Scientists in Italy have coupled a solar-powered air heat pump with a water tank for thermal energy storage to provide hot water to a residential building as a retrofit solution. They claim that the proposed system configuration can achieve a “desirable” thermal performance while reducing annual electricity consumption.

Scientists in Italy have coupled a solar-powered air heat pump with a water tank for thermal energy storage to provide hot water to a residential building as a retrofit solution. They claim that the proposed system configuration can achieve a “desirable” thermal performance while reducing annual electricity consumption.

July 18, 2023 Emiliano Bellini

Researchers at the University of Bologna in Italy have developed a new retrofit solution for domestic hot water (DHW) that utilizes a PV-driven air source heat pump system relying on a water tank for thermal energy storage.

The system is expected to replace traditional electrical boilers and is aimed at decoupling energy production and demand. The scientists said the novelty of their approach consists of creating two levels of thermal energy storage, in order to utilize the full potential of the PV system.
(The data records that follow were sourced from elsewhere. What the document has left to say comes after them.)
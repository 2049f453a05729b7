use crate::models::device::CaptureDevice;

/// Enumerates capture-capable video devices.
///
/// Injected into the controller instead of querying ambient platform state,
/// so device selection can run without hardware.
pub trait DeviceCatalog: Send + Sync {
    /// Video devices in enumeration order.
    fn video_devices(&self) -> Vec<CaptureDevice>;
}
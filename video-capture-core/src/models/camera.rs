use serde::{Deserialize, Serialize};

/// Logical camera selection.
///
/// The discriminant doubles as the zero-based index into the enumerated
/// device list (back cameras enumerate first).
#[derive(Debug, Clone, Copy, PartialEq, Eq, Hash, Serialize, Deserialize)]
#[serde(rename_all = "lowercase")]
pub enum Camera {
    Back = 0,
    Front = 1,
}

impl Camera {
    pub fn default_camera() -> Self {
        Self::Front
    }

    /// The other camera. Two calls return the original value.
    pub fn next(self) -> Self {
        match self {
            Self::Back => Self::Front,
            Self::Front => Self::Back,
        }
    }

    /// Index into the enumerated device list.
    pub fn device_index(self) -> usize {
        self as usize
    }
}

impl Default for Camera {
    fn default() -> Self {
        Self::default_camera()
    }
}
“A first storage level is provided by a large centralized water tank which is equipped with a programmable control system to use the water tanks as a buffer and let the heat pump operate under desirable conditions,” they explained. “The second level of energy storage is provided by innovative slim and modular decentralized tanks, called hereafter e-TANKs, devoted to DHW production and storage, providing a higher thermal efficiency and, at the same time, a greater users autonomy through local storages installed in each dwelling.”

The e-TANK consists of a water tank and a hydronic module designed by Austrian specialist Pink GmbH. Both components are wall-mounted on a steel frame. The tank is also equipped with an internal helical heat exchanger that is linked to a 2-pipe hot water network. This network can be used either for the charging of DHW storage tanks or for heating purposes. It can work at high temperatures during charging periods during the day. It has lower heat losses from the piping network and lower consumption of circulating pumps compared to conventional boilers. 

Through the TRNSYS software, which is used to simulate the behavior of transient renewable systems, the research group simulated the proposed system configuration in a residential building located in Catania, Sicily, southern Italy, and assumed it could be powered by a 13.5 kW PV system made of 36 monocrystalline modules.

The electricity produced by the PV array could be either by a reversible air-to-water system, with a heating capacity of 26.0 kW and a coefficient of performance (COP) of 3.10, or stored in a 20 kWh battery. “The maximum water temperature supplied by the heat pump is equal to 65 °C for the outdoor temperature between 5 C and 19 C,” the researchers said.

The academics compared the energy performance of the proposed retrofit solution with that of the existing system in the pilot building and found that the system achieved a “desirable” thermal performance in both the charging and discharging processes.

“The result obtained through dynamic simulations indicated that the e-TANK system reduces the annual energy consumption for DHW production more than 7,200 kWh, compared to the current DHW system,” they explained. “It was shown that a typical centralized system requires about 11 times higher electrical energy for the circulating pump than the e-TANK solution.”

They also found that, over a 20-year period, the new solution has a 6.1% lower life cycle cost (LCC) compared to traditional boilers. “Furthermore, it was turned out that applying the proposed PV-BESS system for electricity generation reduces 7.1 MWh/yr the required primary energy, compared to the case that the electricity is provided by the grid,” they stressed.

The team presented the new solution in the paper “Techno-economic analysis of a novel retrofit solution for the domestic hot water system: A comparative study,” published in Energy Conversion and Management. “The outcomes of the present study for the pilot building are expected to be extended to a significant portion of the existing European building stock,” it concluded.